To mount the tubing on the hook, simply insert the hook point into the tube and spear it out to reach and cover the section of straight shank behind the eye. Then just push it down on the shank, with the end snug to the eye. Once in place, make a few wraps of thread and add a drop of superglue to lock it in place. As for the length of tubing, you want it to cover the hook point almost to the barb, which I always flatten. This keeps the point safely covered until something crushes the fly — like a pair of jaws. If you want the tubing to expose the point with less pressure (for more finicky feeders), convert the single scissor split into a very narrow V with another snip from the scissors. Don’t overdo this, or you’ll end up with tubing that pops off at the slightest provocation.
My most successful pattern has been a simple craft-fur and rabbit-strip combo. Most worm hooks have only a short section of straight shank behind the eye, so your tying has to be efficient and tight. The rabbit strip is lashed down with a few wraps of thread and moves in the water like something squishy and readily digestible. The craft fur head and veil goes over the rabbit strip and extends down to the hook point. The head and veil gives the fly a little more bulk and helps cushion the silicone tubing when the fly smacks a twig or branch at the end of an extra hard cast. This tying style also lends itself to slender baitfish and shrimp patterns. Just substitute bucktail for the rabbit strip. You can make a great-looking anchovy/ sardine imitation by using long, webby saddle hackles and craft fur.

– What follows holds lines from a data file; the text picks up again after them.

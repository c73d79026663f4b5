//! Core ledger types and algorithms for anchorchain.
//!
//! This crate provides:
//! - The verification event and block records stored in the ledger
//! - Event digests and the Merkle root over a block's events
//! - The proof-of-work miner that seals block headers
//! - An offline audit of a whole chain
//!
//! Core invariants:
//! - Events are immutable once recorded
//! - `block[i].previous_hash == block[i - 1].hash` and genesis links to the zero digest
//! - A block's `hash` is its recomputed header hash and meets the difficulty
//! - Only genesis carries an empty event set
//!
#![deny(missing_docs)]

/// Error types for core operations.
pub mod errors;
/// Event and block records.
pub mod events;
/// Event digests and Merkle roots over events.
pub mod hasher;
/// Proof-of-work difficulty and nonce search.
pub mod miner;
/// Whole-chain audit.
pub mod verification;

pub use errors::CoreError;
pub use events::{Block, BlockDraft, VerificationEvent, VerificationStatus};
pub use hasher::{event_digest, merkle_root};
pub use miner::{Difficulty, MinedHeader, Miner};
pub use verification::{verify_chain, ChainReport, ChainViolation};
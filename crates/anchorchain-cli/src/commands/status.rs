//! Status command implementation.

use crate::context::{open_ledger, LedgerArgs};
use crate::output;

pub fn run(args: &LedgerArgs, json: bool) -> Result<(), Box<dyn std::error::Error>> {
    let status = open_ledger(args)?.status_summary()?;
    if json {
        println!("{}", serde_json::to_string_pretty(&status)?);
    } else {
        println!("{}", output::format_status(&status));
    }
    Ok(())
}
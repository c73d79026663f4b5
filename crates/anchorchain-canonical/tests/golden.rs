use anchorchain_canonical::{
    block_header_hash, canonical_bytes, genesis_merkle_root, merkle_root_of_leaves, sha256_hex,
    CalendarDate, Digest, HeaderFields, Timestamp,
};
use serde::Serialize;

#[test]
fn genesis_root_is_sha256_of_literal() {
    assert_eq!(
        genesis_merkle_root().as_str(),
        "901131d838b17aac0f7885b81e03cbdc9f5157a00343d30ab22083685ed1416a"
    );
}

#[test]
fn two_leaves_hash_their_hex_concatenation() {
    let root = merkle_root_of_leaves(vec![sha256_hex("a"), sha256_hex("b")]);
    assert_eq!(
        root.as_str(),
        "62af5c3cb8da3e4f25061e829ebeea5c7513c54949115b1acc225930a90154da"
    );
}

#[test]
fn odd_leaf_is_paired_with_itself() {
    let root = merkle_root_of_leaves(vec![sha256_hex("a"), sha256_hex("b"), sha256_hex("c")]);
    assert_eq!(
        root.as_str(),
        "0bdf27bf7ec894ca7cadfe491ec1a3ece840f117989e8c5e9bd7086467bf6c38"
    );
}

#[test]
fn leaf_order_changes_the_root() {
    let forward = merkle_root_of_leaves(vec![sha256_hex("a"), sha256_hex("b")]);
    let reversed = merkle_root_of_leaves(vec![sha256_hex("b"), sha256_hex("a")]);
    assert_ne!(forward, reversed);
}

#[test]
fn header_hash_matches_pipe_delimited_layout() {
    let previous = Digest::zero();
    let timestamp = Timestamp::parse("2024-06-01T10:00:00.000Z").unwrap();
    let root = genesis_merkle_root();
    let date = CalendarDate::parse("2024-06-01").unwrap();
    let fields = HeaderFields {
        index: 1,
        previous_hash: &previous,
        timestamp: &timestamp,
        merkle_root: &root,
        date: &date,
    };

    assert_eq!(
        block_header_hash(&fields, 7).as_str(),
        "aeb827eb2cb470027d94f77ade365909d990eff58680c72a0736fe4679229c59"
    );
}

#[derive(Serialize)]
#[serde(rename_all = "camelCase")]
struct AnchorRecord {
    code_id: &'static str,
    anchor_hash: &'static str,
}

#[test]
fn canonical_bytes_follow_declaration_order() {
    let record = AnchorRecord {
        code_id: "X",
        anchor_hash: "Y",
    };
    let bytes = canonical_bytes(&record).unwrap();
    assert_eq!(bytes, br#"{"codeId":"X","anchorHash":"Y"}"#.to_vec());
    assert_eq!(
        sha256_hex(&bytes).as_str(),
        sha256_hex(r#"{"codeId":"X","anchorHash":"Y"}"#).as_str()
    );
}
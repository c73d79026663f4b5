use crate::digest::{sha256_hex, Digest};

/// Derives the anchor hash bound to a code and the server's anchoring secret.
///
/// Formula: `sha256(code_id || secret)` over the UTF-8 text, hex encoded.
pub fn anchor_hash(code_id: &str, secret: &str) -> Digest {
    let mut material = String::with_capacity(code_id.len() + secret.len());
    material.push_str(code_id);
    material.push_str(secret);
    sha256_hex(material)
}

To add weight, you have a couple of options. If you need to get down only a foot or so, simply slide a small section of silicone tubing up the shank and push an inch or so of lead-free 0.035-inch wire into the tubing. If you need to punch down through thicker weeds, pop a tungsten conehead onto the tippet and secure it in front of the hook eye with a bobber stopper, toothpick, or a sliver of silicone tubing. If you are feeling brave, you can use a bullet-shaped tungsten head specifically designed for plastic worms, but I find that any fly that weighs over an eighth of an ounce can be a challenge to cast cleanly with anything less than a 9-weight fly rod.
Fearless Fishing
Like most weedless patterns, these flies fish well on floating lines if the water depth isn’t much over three feet. Once you start to prospect deeper water, I suggest you ditch the floating line and go with something impregnated with tungsten. Nothing allows the fly to crawl seductively over every twig, branch, stump, or rock quite like a quick-sinking line and a short (3-to-4-foot) leader. After a couple of casts, your fingers will be able to feel every underwater obstacle the fly contacts. I find this tactile dimension adds a whole new experience to fly fishing. Of course, the very best tactile sensation is “the grab.” Last April, I was fishing a lake when I got a grab that I felt all the way down to the soles of my feet. I had no idea that bass could produce that much force. I’d like to say I landed the fish, but I was totally unprepared for it. However, I know exactly where it hangs out, and I will be back next spring.